In just one year, the PCA has mobilized more than $3.2 billion in investment and enabled 2 million people across El Salvador, Honduras, and Guatemala to access an expanded range of opportunities, including new jobs, digital skills, access to formal banking, and more.
As leader of the PCA metrics pillar, the Harvard T.H. Chan School of Public Health has teamed up with leaders in analytics and data science to support this initiative by developing an exciting Impact Metrics Dashboard for Northern Central America.
The Dashboard offers an unmatched window into living conditions and attitudes at the neighborhood level. It allows — for the first time ever — analysis of the social fabric. In each individual community, Dashboard users can see how many adults intend to migrate, how many trust the government and how many retain hope for the future.

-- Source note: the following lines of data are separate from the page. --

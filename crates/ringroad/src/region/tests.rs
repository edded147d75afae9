use super::*;
use crate::instance::ProblemInstance;
use crate::rand::{draw_instance, InstanceCfg, ReplayToken};
use crate::RingCfg;
use proptest::prelude::*;

/// One caller, one ring of circumference `d`, access distances `(a, b)`.
fn single(d: f64, a: f64, b: f64) -> ProblemInstance {
    ProblemInstance::from_rows(&[d], &[vec![a]], &[vec![b]]).unwrap()
}

#[test]
fn below_best_access_is_empty() {
    let p = single(20.0, 4.0, 6.0);
    assert_eq!(p.feasible_region(0, 0, 3.5), FeasibleRegion::Empty);
    assert!(p.feasible_region(0, 0, 3.5).boundary_values().is_empty());
}

#[test]
fn at_best_access_collapses_to_midpoint() {
    // Holds whichever access point is the nearer one.
    assert_eq!(
        single(20.0, 4.0, 6.0).feasible_region(0, 0, 4.0),
        FeasibleRegion::Point(10.0)
    );
    assert_eq!(
        single(20.0, 6.0, 4.0).feasible_region(0, 0, 4.0),
        FeasibleRegion::Point(10.0)
    );
}

#[test]
fn invalid_tolerance_keeps_tie_at_midpoint() {
    let p = single(20.0, 4.0, 6.0);
    for eps_tie in [-1e-9, f64::NAN] {
        let r = p.feasible_region_with(0, 0, 4.0, RingCfg { eps_tie });
        assert_eq!(r, FeasibleRegion::Point(10.0), "eps_tie={eps_tie}");
    }
}

#[test]
fn a_nearer_covers_whole_ring() {
    let p = single(20.0, 4.0, 6.0);
    let r = p.feasible_region(0, 0, 4.5);
    assert_eq!(r, FeasibleRegion::Arcs(vec![RingArc { lo: 0.0, hi: 20.0 }]));
    assert_eq!(r.boundary_values(), vec![0.0, 20.0]);
    // Tied access distances take the same branch.
    let tied = single(20.0, 5.0, 5.0).feasible_region(0, 0, 7.0);
    assert_eq!(tied.boundary_values(), vec![0.0, 20.0]);
}

#[test]
fn b_nearer_before_reaching_a() {
    // A=9, B=3, D=20, α=5: arc of half-width 2 around 10.
    let r = single(20.0, 9.0, 3.0).feasible_region(0, 0, 5.0);
    assert_eq!(r, FeasibleRegion::Arcs(vec![RingArc { lo: 8.0, hi: 12.0 }]));
    assert!(r.contains(10.0, 0.0));
    assert!(!r.contains(7.9, 0.0));
}

#[test]
fn b_nearer_exactly_at_a_adds_point_zero() {
    let r = single(20.0, 9.0, 3.0).feasible_region(0, 0, 9.0);
    assert_eq!(
        r,
        FeasibleRegion::Arcs(vec![RingArc::point(0.0), RingArc { lo: 4.0, hi: 16.0 }])
    );
    assert_eq!(r.boundary_values(), vec![0.0, 4.0, 16.0]);
}

#[test]
fn b_nearer_past_a_grows_arcs_from_both_ends() {
    let r = single(20.0, 9.0, 3.0).feasible_region(0, 0, 11.0);
    assert_eq!(r.boundary_values(), vec![0.0, 2.0, 2.0, 18.0, 18.0, 20.0]);
    let merged = r.normalized_arcs();
    assert_eq!(merged, vec![RingArc { lo: 0.0, hi: 20.0 }]);
}

#[test]
fn arcs_are_clamped_to_ring() {
    // α−B = 14 exceeds D/2 = 5: the arc around B covers the ring.
    let r = single(10.0, 20.0, 1.0).feasible_region(0, 0, 15.0);
    assert_eq!(r, FeasibleRegion::Arcs(vec![RingArc { lo: 0.0, hi: 10.0 }]));
    for x in r.boundary_values() {
        assert!((0.0..=10.0).contains(&x));
    }
}

#[test]
fn zero_length_ring_is_deterministic() {
    let p = single(0.0, 2.0, 1.0);
    assert_eq!(p.feasible_region(0, 0, 1.0), FeasibleRegion::Point(0.0));
    let r = p.feasible_region(0, 0, 3.0);
    assert!(r.boundary_values().iter().all(|&x| x == 0.0));
}

#[test]
fn tie_tolerance_is_configurable() {
    let p = single(20.0, 9.0, 3.0);
    let alpha = 3.0 + 1e-12;
    assert_eq!(p.feasible_region(0, 0, alpha), FeasibleRegion::Point(10.0));
    let exact = p.feasible_region_with(0, 0, alpha, RingCfg::exact());
    assert!(matches!(exact, FeasibleRegion::Arcs(_)));
}

#[test]
fn boundary_value_matrices_match_closed_form() {
    let p = single(20.0, 9.0, 3.0);
    let bv = p.boundary_values(11.0);
    assert_eq!(bv.mu_star[(0, 0)], 2.0);
    assert_eq!(bv.mu_double_star[(0, 0)], 18.0);
    assert_eq!(bv.nu_star[(0, 0)], 2.0);
    assert_eq!(bv.nu_double_star[(0, 0)], 18.0);
}

#[test]
fn region_table_has_instance_shape() {
    let inst = crate::reference_instance();
    let table = inst.feasible_regions(8.0, RingCfg::default());
    assert_eq!(table.shape(), (inst.m(), inst.n()));
    assert_eq!(table[(3, 2)], inst.feasible_region(3, 2, 8.0));
}

#[test]
fn intersection_of_arcs() {
    let x = FeasibleRegion::Arcs(vec![
        RingArc { lo: 0.0, hi: 4.0 },
        RingArc { lo: 8.0, hi: 12.0 },
    ]);
    let y = FeasibleRegion::Arcs(vec![RingArc { lo: 3.0, hi: 9.0 }]);
    assert_eq!(
        x.intersect(&y, 0.0),
        FeasibleRegion::Arcs(vec![RingArc { lo: 3.0, hi: 4.0 }, RingArc { lo: 8.0, hi: 9.0 }])
    );
    let p = FeasibleRegion::Point(10.0);
    assert_eq!(x.intersect(&p, 0.0), FeasibleRegion::Point(10.0));
    assert_eq!(y.intersect(&p, 0.0), FeasibleRegion::Empty);
    assert_eq!(x.intersect(&FeasibleRegion::Empty, 0.0), FeasibleRegion::Empty);
}

fn pair_strategy() -> impl Strategy<Value = (f64, f64, f64, f64)> {
    // Integer-valued data so ties between α and the access distances occur.
    (0u32..30, 0u32..15, 0u32..15, 0u32..30)
        .prop_map(|(d, a, b, alpha)| (d as f64, a as f64, b as f64, alpha as f64 * 0.5))
}

proptest! {
    #![proptest_config(ProptestConfig::with_cases(256))]

    /// Empty exactly below the best access distance, a single midpoint at it.
    #[test]
    fn empty_and_point_cases((d, a, b, alpha) in pair_strategy()) {
        let p = single(d, a, b);
        let delta = a.min(b);
        let r = p.feasible_region(0, 0, alpha);
        prop_assert_eq!(r.is_empty(), alpha < delta);
        prop_assert_eq!(r == FeasibleRegion::Point(0.5 * d), alpha == delta);
    }

    /// Boundary values never leave the ring.
    #[test]
    fn boundary_values_within_ring((d, a, b, alpha) in pair_strategy()) {
        let r = single(d, a, b).feasible_region(0, 0, alpha);
        for x in r.boundary_values() {
            prop_assert!((0.0..=d).contains(&x), "x={x} outside [0, {d}]");
        }
    }

    /// Raising α never drops a boundary point out of the region.
    #[test]
    fn regions_grow_with_threshold(
        (d, a, b, alpha) in pair_strategy(),
        step in 0u32..20,
    ) {
        let p = single(d, a, b);
        let lower = p.feasible_region(0, 0, alpha);
        let higher = p.feasible_region(0, 0, alpha + step as f64 * 0.5);
        for x in lower.boundary_values() {
            prop_assert!(higher.contains(x, 1e-9), "x={x} lost: {lower:?} -> {higher:?}");
        }
    }
}

#[test]
fn monotone_on_random_instances() {
    let cfg = RingCfg::default();
    for index in 0..32 {
        let inst = draw_instance(InstanceCfg::default(), ReplayToken { seed: 3, index });
        let base = inst.minimum_threshold();
        let alphas = [base, base + 0.5, base + 2.0, base + 7.0];
        for w in alphas.windows(2) {
            let before = inst.feasible_regions(w[0], cfg);
            let after = inst.feasible_regions(w[1], cfg);
            for (r0, r1) in before.iter().zip(after.iter()) {
                for x in r0.boundary_values() {
                    assert!(r1.contains(x, cfg.eps_tie), "index {index}: {x} lost");
                }
            }
        }
    }
}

They can then correlate these data with dozens of other localized metrics, such as employment status, educational attainment, exposure to violence — even access to high-quality childcare, internet, banks and health clinics.
We believe the Dashboard can become a game-changer if used well. In a recent op-ed, I join our co-creators of the Dashboard in arguing that it’s vital we raise the standard of living for broad swaths of the population across the Americas through an intentional and determined focus on creating inclusive growth.
Inclusive growth requires discarding the notion that the absolute number of jobs is the only, or most important, metric to track in a program of economic growth. It requires breaking through silos and bringing together multiple sectors to build a web of interrelated programs, from extending internet access and telehealth in remote communities to offering childcare to support women entering the workforce. Inclusive growth is a surround-sound approach to nurturing a better quality of life — the difference between a lone musician banging on a bass drum and a well-orchestrated symphony.
Inclusive growth is not a novel concept. Regional development banks have been promoting the approach for years. But many countries in the Americas have struggled to put the idea into practice because their civic institutions are weak and their social fabric is frayed. Citizens don’t trust their leaders to govern fairly or transparently; they don’t expect public works or social services to benefit them; they don’t see a point in starting a business or developing a new idea because they know corruption and crime will undermine their venture. This all adds up to a loss of hope — and, too often, spurs citizens’ determination to flee their home country at any cost.
Jobs alone won’t solve the overlapping crises of migration, inflation and vast societal inequities that exist in many pockets of the Americas, much less the continued challenges of climate change and pandemic response.
It’s imperative we combine economic opportunity with a bold job creation strategy that focuses on inclusive growth. Only then can we rekindle hope in a region where optimism for the future has long been in short supply. If the Dashboard’s precision approach to driving inclusive growth takes root, we may succeed in lifting the health of communities across the Americas now and for years to come.